═════ ENTRIES SHOWN ═════

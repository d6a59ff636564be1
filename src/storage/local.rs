//! Local filesystem state store.
//!
//! The whole state is one JSON document. A commit writes a sibling temp
//! file, flushes it to disk and renames it over the target, so a crash at
//! any point leaves either the old or the new document in place.

use std::path::{Path, PathBuf};

use async_trait::async_trait;
use tokio::io::AsyncWriteExt;

use crate::error::{AppError, Result};
use crate::models::{STATE_VERSION, WatchState};
use crate::storage::StateStore;

/// JSON file state store.
#[derive(Debug, Clone)]
pub struct JsonStateStore {
    path: PathBuf,
}

impl JsonStateStore {
    /// Create a store backed by the given file.
    pub fn new(path: impl Into<PathBuf>) -> Self {
        Self { path: path.into() }
    }

    pub fn path(&self) -> &Path {
        &self.path
    }

    fn tmp_path(&self) -> PathBuf {
        let mut name = self.path.as_os_str().to_owned();
        name.push(".tmp");
        PathBuf::from(name)
    }

    /// Ensure parent directory exists.
    async fn ensure_dir(&self) -> Result<()> {
        if let Some(parent) = self.path.parent().filter(|p| !p.as_os_str().is_empty()) {
            tokio::fs::create_dir_all(parent).await?;
        }
        Ok(())
    }

    /// Write bytes atomically (write to temp, sync, then rename).
    async fn write_bytes(&self, bytes: &[u8]) -> Result<()> {
        self.ensure_dir().await?;

        let tmp = self.tmp_path();
        let mut file = tokio::fs::File::create(&tmp).await?;
        file.write_all(bytes).await?;
        file.flush().await?;
        file.sync_all().await?;
        drop(file);

        tokio::fs::rename(&tmp, &self.path).await?;
        self.sync_dir().await
    }

    /// Persist the rename itself.
    #[cfg(unix)]
    async fn sync_dir(&self) -> Result<()> {
        let dir = match self.path.parent().filter(|p| !p.as_os_str().is_empty()) {
            Some(parent) => parent.to_path_buf(),
            None => PathBuf::from("."),
        };
        tokio::fs::File::open(&dir).await?.sync_all().await?;
        Ok(())
    }

    #[cfg(not(unix))]
    async fn sync_dir(&self) -> Result<()> {
        Ok(())
    }

    /// Read bytes, returning None if file doesn't exist.
    async fn read_bytes(&self) -> Result<Option<Vec<u8>>> {
        match tokio::fs::read(&self.path).await {
            Ok(bytes) => Ok(Some(bytes)),
            Err(e) if e.kind() == std::io::ErrorKind::NotFound => Ok(None),
            Err(e) => Err(AppError::Io(e)),
        }
    }
}

#[async_trait]
impl StateStore for JsonStateStore {
    async fn load(&self) -> Result<WatchState> {
        let Some(bytes) = self.read_bytes().await? else {
            log::info!(
                "No state found at {}, starting with an empty seen set",
                self.path.display()
            );
            return Ok(WatchState::default());
        };

        let state: WatchState = serde_json::from_slice(&bytes)
            .map_err(|e| AppError::state_corrupt(&self.path, e))?;

        if state.version > STATE_VERSION {
            return Err(AppError::state_corrupt(
                &self.path,
                format!(
                    "written by a newer version (v{}, supported v{})",
                    state.version, STATE_VERSION
                ),
            ));
        }

        log::debug!(
            "Loaded state from {}: {} seen, last run {:?}",
            self.path.display(),
            state.seen.len(),
            state.last_run_at
        );
        Ok(state)
    }

    async fn commit(&self, state: &WatchState) -> Result<()> {
        let bytes = serde_json::to_vec_pretty(state)?;
        self.write_bytes(&bytes).await?;
        log::debug!(
            "Committed state to {} ({} seen)",
            self.path.display(),
            state.seen.len()
        );
        Ok(())
    }
}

═════

Working from the material above, retype exactly the lines from the one with "self.ensure_dir().await?;" through the one with "the rename itself.", both included, and only those lines.

RESULT OF THE TASK
        self.ensure_dir().await?;

        let tmp = self.tmp_path();
        let mut file = tokio::fs::File::create(&tmp).await?;
        file.write_all(bytes).await?;
        file.flush().await?;
        file.sync_all().await?;
        drop(file);

        tokio::fs::rename(&tmp, &self.path).await?;
        self.sync_dir().await
    }

    /// Persist the rename itself.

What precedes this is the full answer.